• **Directions for this task**
Among the entries below, one line contains "use sha2::Sha256;" and another contains "exit on mismatch).". Transcribe those two lines and every line between them, exactly.

• **Dataset excerpts**
────────────────────────────────────────

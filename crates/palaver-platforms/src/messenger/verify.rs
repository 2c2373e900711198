//! Messenger webhook verification: subscribe challenge and body signatures.
//!
//! Facebook sends a one-time `GET` subscribe challenge (`hub.*` query
//! parameters) when the webhook is installed, then signs every event
//! delivery with HMAC-SHA256 over the raw body in the
//! `X-Hub-Signature-256` header.

use std::collections::HashMap;

use hmac::{Hmac, Mac};
use palaver_types::error::PlatformError;
use sha2::Sha256;

type HmacSha256 = Hmac<Sha256>;

/// Answer a `hub.mode=subscribe` challenge.
///
/// Requires `hub.mode` to be `subscribe` and `hub.verify_token` to match the
/// configured token; returns the `hub.challenge` value to echo back.
pub fn subscribe_challenge(
    params: &HashMap<String, String>,
    expected_token: &str,
) -> Result<String, PlatformError> {
    if params.get("hub.mode").map(String::as_str) != Some("subscribe") {
        return Err(PlatformError::MalformedPayload(
            "missing hub.mode=subscribe".to_string(),
        ));
    }

    match params.get("hub.verify_token") {
        Some(token) if constant_time_eq(token.as_bytes(), expected_token.as_bytes()) => params
            .get("hub.challenge")
            .cloned()
            .ok_or_else(|| PlatformError::MalformedPayload("missing hub.challenge".to_string())),
        _ => Err(PlatformError::VerifyTokenMismatch),
    }
}

/// Verify an `X-Hub-Signature-256` header against the raw request body.
///
/// The header value is `sha256=<hex>`; comparison is constant-time via the
/// hmac crate's `verify_slice`.
pub fn verify_signature(
    app_secret: &[u8],
    body: &[u8],
    signature: Option<&str>,
) -> Result<(), PlatformError> {
    let signature = signature.ok_or(PlatformError::InvalidSignature)?;
    let hex_sig = signature.strip_prefix("sha256=").unwrap_or(signature);
    let expected = hex_decode(hex_sig).map_err(|_| PlatformError::InvalidSignature)?;

    let mut mac = HmacSha256::new_from_slice(app_secret)
        .map_err(|e| PlatformError::Config(e.to_string()))?;
    mac.update(body);
    mac.verify_slice(&expected)
        .map_err(|_| PlatformError::InvalidSignature)
}

/// Constant-time byte comparison (no early exit on mismatch).
fn constant_time_eq(a: &[u8], b: &[u8]) -> bool {
    if a.len() != b.len() {
        return false;
    }
    let mut diff = 0u8;
    for (x, y) in a.iter().zip(b.iter()) {
        diff |= x ^ y;
    }
    diff == 0
}

/// Decode a hex string into bytes.
fn hex_decode(hex: &str) -> Result<Vec<u8>, ()> {
    if hex.len() % 2 != 0 {
        return Err(());
    }
    (0..hex.len())
        .step_by(2)
        .map(|i| {
            hex.get(i..i + 2)
                .and_then(|pair| u8::from_str_radix(pair, 16).ok())
                .ok_or(())
        })
        .collect()
}

// ---------------------------------------------------------------------------
// Tests
// ---------------------------------------------------------------------------

#[cfg(test)]
mod tests {
    use super::*;

    fn subscribe_params(mode: &str, token: &str, challenge: &str) -> HashMap<String, String> {
        let mut params = HashMap::new();
        params.insert("hub.mode".to_string(), mode.to_string());
        params.insert("hub.verify_token".to_string(), token.to_string());
        params.insert("hub.challenge".to_string(), challenge.to_string());
        params
    }

    fn sign(secret: &[u8], body: &[u8]) -> String {
        let mut mac = HmacSha256::new_from_slice(secret).unwrap();
        mac.update(body);
        let digest = mac.finalize().into_bytes();
        let hex: String = digest.iter().map(|b| format!("{b:02x}")).collect();
        format!("sha256={hex}")
    }

    #[test]
    fn challenge_echoed_when_token_matches() {
        let params = subscribe_params("subscribe", "sesame", "12345");
        let challenge = subscribe_challenge(&params, "sesame").unwrap();
        assert_eq!(challenge, "12345");
    }

    #[test]
    fn challenge_rejected_on_token_mismatch() {
        let params = subscribe_params("subscribe", "wrong", "12345");
        let err = subscribe_challenge(&params, "sesame").unwrap_err();
        assert!(matches!(err, PlatformError::VerifyTokenMismatch));
    }

    #[test]
    fn challenge_rejected_on_wrong_mode() {
        let params = subscribe_params("unsubscribe", "sesame", "12345");
        let err = subscribe_challenge(&params, "sesame").unwrap_err();
        assert!(matches!(err, PlatformError::MalformedPayload(_)));
    }

    #[test]
    fn signature_verifies_round_trip() {
        let secret = b"app-secret";
        let body = br#"{"object":"page"}"#;
        let header = sign(secret, body);

        verify_signature(secret, body, Some(&header)).unwrap();
    }

    #[test]
    fn signature_accepts_unprefixed_hex() {
        let secret = b"app-secret";
        let body = b"payload";
        let header = sign(secret, body);
        let bare = header.strip_prefix("sha256=").unwrap();

        verify_signature(secret, body, Some(bare)).unwrap();
    }

    #[test]
    fn tampered_body_fails_verification() {
        let secret = b"app-secret";
        let header = sign(secret, b"original");

        let err = verify_signature(secret, b"tampered", Some(&header)).unwrap_err();
        assert!(matches!(err, PlatformError::InvalidSignature));
    }

    #[test]
    fn missing_header_fails_verification() {
        let err = verify_signature(b"secret", b"body", None).unwrap_err();
        assert!(matches!(err, PlatformError::InvalidSignature));
    }

    #[test]
    fn garbage_hex_fails_verification() {
        let err = verify_signature(b"secret", b"body", Some("sha256=zzzz")).unwrap_err();
        assert!(matches!(err, PlatformError::InvalidSignature));
    }

    #[test]
    fn hex_decode_rejects_odd_length() {
        assert!(hex_decode("abc").is_err());
        assert_eq!(hex_decode("ab0f").unwrap(), vec![0xab, 0x0f]);
    }
}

────────────────────────────────────────

• **Solution to the problem**
use sha2::Sha256;

type HmacSha256 = Hmac<Sha256>;

/// Answer a `hub.mode=subscribe` challenge.
///
/// Requires `hub.mode` to be `subscribe` and `hub.verify_token` to match the
/// configured token; returns the `hub.challenge` value to echo back.
pub fn subscribe_challenge(
    params: &HashMap<String, String>,
    expected_token: &str,
) -> Result<String, PlatformError> {
    if params.get("hub.mode").map(String::as_str) != Some("subscribe") {
        return Err(PlatformError::MalformedPayload(
            "missing hub.mode=subscribe".to_string(),
        ));
    }

    match params.get("hub.verify_token") {
        Some(token) if constant_time_eq(token.as_bytes(), expected_token.as_bytes()) => params
            .get("hub.challenge")
            .cloned()
            .ok_or_else(|| PlatformError::MalformedPayload("missing hub.challenge".to_string())),
        _ => Err(PlatformError::VerifyTokenMismatch),
    }
}

/// Verify an `X-Hub-Signature-256` header against the raw request body.
///
/// The header value is `sha256=<hex>`; comparison is constant-time via the
/// hmac crate's `verify_slice`.
pub fn verify_signature(
    app_secret: &[u8],
    body: &[u8],
    signature: Option<&str>,
) -> Result<(), PlatformError> {
    let signature = signature.ok_or(PlatformError::InvalidSignature)?;
    let hex_sig = signature.strip_prefix("sha256=").unwrap_or(signature);
    let expected = hex_decode(hex_sig).map_err(|_| PlatformError::InvalidSignature)?;

    let mut mac = HmacSha256::new_from_slice(app_secret)
        .map_err(|e| PlatformError::Config(e.to_string()))?;
    mac.update(body);
    mac.verify_slice(&expected)
        .map_err(|_| PlatformError::InvalidSignature)
}

/// Constant-time byte comparison (no early exit on mismatch).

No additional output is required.